Ich befürchte fast das es überall gleich ist.

Gruß


----------



## Hanussen (26. November 2009)

Hat jemand den Trail in weiß?

Habe das Gefühl, dass der schwarze Stoff der Kanten in den weißen Stoff abfärbt.

Problem an Evoc geschildert - leider bisher keine Antwort.

Hat jemand Ähnliches zu berichten?

Gruß


----------



## Steevens91 (27. November 2009)

Hey,

also mein Protektor ist nur ca. 41 cm hoch.
Wie groß bsit du denn, pioneer? 

Gruß


----------



## PioneerPixel (27. November 2009)

Ich bin ca 192.  Fahre den Rucksack aber nicht wegen des Protektors sondern wegen dem guten Sitz. Fürs Grobe greife ich zur SafetyJacket


----------



## Steevens91 (28. November 2009)

Hab ihn gestern ma beim fahren angehabt und ich denke eigentlich schon dass der Protektor passt. 

Und ganz so grob wie du bin ich vermutlich nicht unterwegs ;D


----------



## MTB-News.de




----------



## kopfkissen (1. Dezember 2009)

Merkt man es stark/störend, wenn man einen FF außen dranhängt (Halbschale auf dem Kopf) und dann kleine sprünge (z.b. Bunnyhopp) macht?


----------



## PioneerPixel (1. Dezember 2009)

Machbar ist es auf jeden Fall. Mein Helm hat ca. 1 Kg. Bisher hatte ich ihn nur hinten dran als ich auch ne SafetyJacket an hatte. Da ist der Tragekomfort natürlich nicht so gut. Leichte "Hüpfer" sind aber drinne. 

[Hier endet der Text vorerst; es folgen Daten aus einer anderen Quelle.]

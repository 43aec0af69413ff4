use serde::{Deserialize, Serialize};
use std::collections::BTreeMap;

/// IFC entity categories scanned for building components
#[derive(Debug, Clone, Copy, PartialEq, Eq, Hash, Serialize, Deserialize)]
pub enum ElementCategory {
    /// IFCWALL entities
    Wall,
    /// IFCCOLUMN entities
    Column,
    /// IFCSLAB entities
    Slab,
    /// IFCDOOR entities
    Door,
    /// IFCFURNISHINGELEMENT entities (racks, fixtures)
    FurnishingElement,
    /// IFCFLOWSEGMENT entities (ducts, conduits)
    FlowSegment,
}

impl ElementCategory {
    /// All categories, in scan order
    pub const ALL: [Self; 6] = [
        Self::Wall,
        Self::Column,
        Self::Slab,
        Self::Door,
        Self::FurnishingElement,
        Self::FlowSegment,
    ];

    /// The IFC entity keyword this category matches
    #[must_use]
    pub const fn keyword(self) -> &'static str {
        match self {
            Self::Wall => "IFCWALL",
            Self::Column => "IFCCOLUMN",
            Self::Slab => "IFCSLAB",
            Self::Door => "IFCDOOR",
            Self::FurnishingElement => "IFCFURNISHINGELEMENT",
            Self::FlowSegment => "IFCFLOWSEGMENT",
        }
    }

    /// Get human-readable name
    #[must_use]
    pub const fn as_str(self) -> &'static str {
        match self {
            Self::Wall => "wall",
            Self::Column => "column",
            Self::Slab => "slab",
            Self::Door => "door",
            Self::FurnishingElement => "furnishing element",
            Self::FlowSegment => "flow segment",
        }
    }
}

/// One building component scraped from an IFC entity line
#[derive(Debug, Clone, Serialize, Deserialize, PartialEq, Eq)]
pub struct BuildingElement {
    /// Globally unique id exactly as written in the entity
    pub guid: String,

    /// Display name (second quoted attribute)
    pub name: String,

    /// Category derived from the entity keyword
    pub category: ElementCategory,
}

impl BuildingElement {
    /// Create a new building element
    #[must_use]
    pub fn new(guid: impl Into<String>, name: impl Into<String>, category: ElementCategory) -> Self {
        Self {
            guid: guid.into(),
            name: name.into(),
            category,
        }
    }
}

/// Everything a regex pass pulled out of one IFC file
#[derive(Debug, Clone, Default, Serialize, Deserialize, PartialEq, Eq)]
pub struct IfcExtract {
    /// Source file name
    pub file_name: String,

    /// Content size in bytes
    pub file_size: u64,

    /// GUIDs of Pset_ProjectManagement property sets, in text order
    pub property_sets: Vec<String>,

    /// Building components, grouped by category, text order within each
    pub building_elements: Vec<BuildingElement>,

    /// WBS_Code property values, in text order
    pub wbs_codes: Vec<String>,

    /// Task_ID property values, in text order
    pub task_ids: Vec<String>,
}

impl IfcExtract {
    /// Check whether the scan found nothing at all
    #[must_use]
    pub fn is_empty(&self) -> bool {
        self.property_sets.is_empty()
            && self.building_elements.is_empty()
            && self.wbs_codes.is_empty()
            && self.task_ids.is_empty()
    }

    /// Count elements of one category
    #[must_use]
    pub fn category_count(&self, category: ElementCategory) -> usize {
        self.building_elements
            .iter()
            .filter(|e| e.category == category)
            .count()
    }
}

/// Flat string record keyed by column header text
///
/// Headers are stored exactly as found in the source content; lookups fall
/// back to a case-insensitive scan. Empty values are never stored, so a blank
/// cell and a missing column read the same.
#[derive(Debug, Clone, Default, Serialize, Deserialize, PartialEq, Eq)]
#[serde(transparent)]
pub struct TableRecord(BTreeMap<String, String>);

impl TableRecord {
    /// Create an empty record
    #[must_use]
    pub fn new() -> Self {
        Self::default()
    }

    /// Store a value; blank values are dropped
    pub fn insert(&mut self, column: impl Into<String>, value: impl Into<String>) {
        let value = value.into();
        if !value.is_empty() {
            self.0.insert(column.into(), value);
        }
    }

    /// Look up a column, case-insensitively on miss
    #[must_use]
    pub fn get(&self, column: &str) -> Option<&str> {
        if let Some(value) = self.0.get(column) {
            return Some(value);
        }
        self.0
            .iter()
            .find(|(key, _)| key.eq_ignore_ascii_case(column))
            .map(|(_, value)| value.as_str())
    }

    /// Look up a column, substituting a fallback on miss
    #[must_use]
    pub fn get_or<'a>(&'a self, column: &str, fallback: &'a str) -> &'a str {
        self.get(column).unwrap_or(fallback)
    }

    /// Overlay another record; its values win on key collisions
    pub fn merge(&mut self, other: TableRecord) {
        self.0.extend(other.0);
    }

    /// Number of stored columns
    #[must_use]
    pub fn len(&self) -> usize {
        self.0.len()
    }

    /// Check whether the record holds no values
    #[must_use]
    pub fn is_empty(&self) -> bool {
        self.0.is_empty()
    }

    /// Iterate stored column/value pairs in key order
    pub fn iter(&self) -> impl Iterator<Item = (&str, &str)> {
        self.0.iter().map(|(k, v)| (k.as_str(), v.as_str()))
    }
}

/// One table section of an XER file
#[derive(Debug, Clone, Default, Serialize, Deserialize, PartialEq, Eq)]
pub struct XerTable {
    /// Table name as declared in the source
    pub name: String,

    /// Sanitized column names, in declaration order
    pub columns: Vec<String>,

    /// Data rows, in source order
    pub records: Vec<TableRecord>,
}

impl XerTable {
    /// Number of data rows
    #[must_use]
    pub fn len(&self) -> usize {
        self.records.len()
    }

    /// Check whether the table holds no rows
    #[must_use]
    pub fn is_empty(&self) -> bool {
        self.records.is_empty()
    }
}

/// Everything a line scan pulled out of one XER file
///
/// The four well-known tables are surfaced as typed views; `tables` retains
/// every section encountered, including ones the join never reads.
#[derive(Debug, Clone, Default, Serialize, Deserialize, PartialEq, Eq)]
pub struct XerExtract {
    /// Source file name
    pub file_name: String,

    /// Content size in bytes
    pub file_size: u64,

    /// PROJECT rows merged into a single record (later rows win)
    pub project: TableRecord,

    /// PROJWBS rows, in source order
    pub wbs_elements: Vec<TableRecord>,

    /// TASK rows, in source order
    pub activities: Vec<TableRecord>,

    /// TASKPRED rows, in source order
    pub relationships: Vec<TableRecord>,

    /// Every table section encountered, keyed by declared name
    pub tables: BTreeMap<String, XerTable>,
}

impl XerExtract {
    /// Look up a table by name, case-insensitively on miss
    #[must_use]
    pub fn table(&self, name: &str) -> Option<&XerTable> {
        if let Some(table) = self.tables.get(name) {
            return Some(table);
        }
        self.tables
            .iter()
            .find(|(key, _)| key.eq_ignore_ascii_case(name))
            .map(|(_, table)| table)
    }

    /// Row count of a table, zero when absent
    #[must_use]
    pub fn table_len(&self, name: &str) -> usize {
        self.table(name).map_or(0, XerTable::len)
    }

    /// Check whether the scan found nothing at all
    #[must_use]
    pub fn is_empty(&self) -> bool {
        self.project.is_empty()
            && self.wbs_elements.is_empty()
            && self.activities.is_empty()
            && self.relationships.is_empty()
            && self.tables.is_empty()
    }
}

#[cfg(test)]
mod tests {
    use super::*;

    #[test]
    fn test_category_keyword_roundtrip() {
        for category in ElementCategory::ALL {
            assert!(category.keyword().starts_with("IFC"));
            assert!(!category.as_str().is_empty());
        }
    }

    #[test]
    fn test_record_case_insensitive_get() {
        let mut record = TableRecord::new();
        record.insert("task_id", "A1010");
        assert_eq!(record.get("task_id"), Some("A1010"));
        assert_eq!(record.get("TASK_ID"), Some("A1010"));
        assert_eq!(record.get("Task_Id"), Some("A1010"));
        assert_eq!(record.get("task_name"), None);
    }

    #[test]
    fn test_record_drops_blank_values() {
        let mut record = TableRecord::new();
        record.insert("task_name", "");
        assert_eq!(record.get("task_name"), None);
        assert_eq!(record.get_or("task_name", "Unknown"), "Unknown");
        assert!(record.is_empty());
    }

    #[test]
    fn test_record_merge_later_wins() {
        let mut base = TableRecord::new();
        base.insert("proj_id", "1000");
        base.insert("proj_short_name", "Old");

        let mut overlay = TableRecord::new();
        overlay.insert("proj_short_name", "New");

        base.merge(overlay);
        assert_eq!(base.get("proj_id"), Some("1000"));
        assert_eq!(base.get("proj_short_name"), Some("New"));
    }

    #[test]
    fn test_extract_table_lookup() {
        let mut extract = XerExtract::default();
        extract.tables.insert(
            "RSRC".to_string(),
            XerTable {
                name: "RSRC".to_string(),
                columns: vec!["rsrc_id".to_string()],
                records: vec![TableRecord::new(), TableRecord::new()],
            },
        );

        assert_eq!(extract.table_len("RSRC"), 2);
        assert_eq!(extract.table_len("rsrc"), 2);
        assert_eq!(extract.table_len("TASK"), 0);
        assert!(extract.table("missing").is_none());
    }
}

Probiers einfach aus ist auch eine Gewohnheitsfrage das höhere Gewicht am Rücken.


----------



## Downhilltony (14. Februar 2010)

waschi82 schrieb:


> Hallo Leutz,
> 
> hat schon jemand erfahrungen mit nem Evoc Rucksack?
> http://www.evocsports.com/
> sehen doch echt gut aus und haben nen protektor...


 

Hey,
ja sehr coole rucksäcke, gut zum sachen verstauen under sehr rubust
gruß


----------



## sharky (15. Februar 2010)

hatte ihn die tage hier meine eindrücke im "vergleich" zum camelbak mule findest du hier


----------



## dortmund biker (17. Februar 2010)

@sharky: Mir gefällt beim evoc gerade der neopren(?)bauchgurt, er gewährleistet einen guten halt vor allem auf ruppigeren strecken oder beim springen. 

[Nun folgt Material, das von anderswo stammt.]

use thiserror::Error;

/// Result type for integration operations
pub type Result<T> = std::result::Result<T, IntegrateError>;

/// Errors that can occur while joining model and schedule data
#[derive(Error, Debug)]
pub enum IntegrateError {
    /// An extraction step failed
    #[error("Extraction failed: {0}")]
    Extract(#[from] bimxer_extract::ExtractError),

    /// Generic error
    #[error("Error integrating IFC and XER data: {0}")]
    Other(String),
}

impl IntegrateError {
    /// Create a generic integration error
    pub fn other(msg: impl Into<String>) -> Self {
        Self::Other(msg.into())
    }
}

ich werde den fr trail im sommer höchstwahrscheinlich auf alpinen touren einsetzen (bisher deuter trans alpine 25) und auch im skieinsatz hat er sich bewährt (wobei hier die belüftungsfrage natürlich nachrangig ist)...
mir gefällt das für brillen gedachte fach sehr gut, hier kann man gut geschützt alles mögliche reintun, was man schnell erreichen will wie zb. handy, multitool oder den schlüssel und muss nicht erst den halben rucksack auseinandernehmen.

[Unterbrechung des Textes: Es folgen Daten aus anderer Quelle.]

use crate::node::WbsNode;

/// Renders the hierarchy as indented plain text, one node per line.
///
/// Each level indents by two spaces; code and name are separated by two
/// spaces as well.
#[must_use]
pub fn render_text(nodes: &[WbsNode]) -> String {
    let mut out = String::new();
    render_level(nodes, 0, &mut out);
    out
}

fn render_level(nodes: &[WbsNode], depth: usize, out: &mut String) {
    for node in nodes {
        for _ in 0..depth {
            out.push_str("  ");
        }
        out.push_str(&node.code);
        out.push_str("  ");
        out.push_str(&node.name);
        out.push('\n');
        render_level(&node.children, depth + 1, out);
    }
}

#[cfg(test)]
mod tests {
    use super::*;
    use crate::sample::sample_hierarchy;
    use pretty_assertions::assert_eq;

    #[test]
    fn test_one_line_per_node() {
        let text = render_text(&sample_hierarchy());
        assert_eq!(text.lines().count(), 22);
    }

    #[test]
    fn test_indent_follows_depth() {
        let text = render_text(&sample_hierarchy());
        let lines: Vec<&str> = text.lines().collect();

        assert_eq!(lines[0], "A  Project Planning");
        assert_eq!(lines[2], "  A.2  Requirements Gathering");
        assert_eq!(lines[3], "    A.2.1  User Interviews");
    }

    #[test]
    fn test_empty_input_renders_nothing() {
        assert_eq!(render_text(&[]), "");
    }
}
pub mod sessions;
pub mod users;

für alle, die es interessiert: im alltagseinsatz schluckt der fr trail in dem kleineren werkzeugfach problemlos ein 10"-netbook mit dünner neoprenhülle, wobei dann das hauptfach noch komplett nutzbar ist. 

achja ich habe folgende rucksäcke zum vergleich: deuter trans alpine, camelback mule, dakine mission.
der evoc ist im moment, nicht zuletzt wegen des protektors und der damit verbundenen zusätzlichen sicherheit, mein favorit.

grüße,
carsten

edit: eine anmerkung noch zum protektor: ich hatte mir erhofft, dass dieser einzeln getragen relativ unauffällig unter dem trikot verschwinden würde - das ist jedoch nicht der fall.


----------



## alf2 (17. Februar 2010)

Wie sieht es denn mit der Belüftung aus?

Ich einen Deuter Attack und einen Trans Alpine. Beim Trans Alpine wird die Wärme einigermaßen abgeführt, beim Attack bekomme ich im Sommer regelmäßig einen Hitzestau. Wie sieht das beim Evoc aus (ich interessiere mich für den Tour)


----------



## MTB-News.de




----------



## dortmund biker (17. Februar 2010)

trail und tour haben afaik das gleiche rückenteil. 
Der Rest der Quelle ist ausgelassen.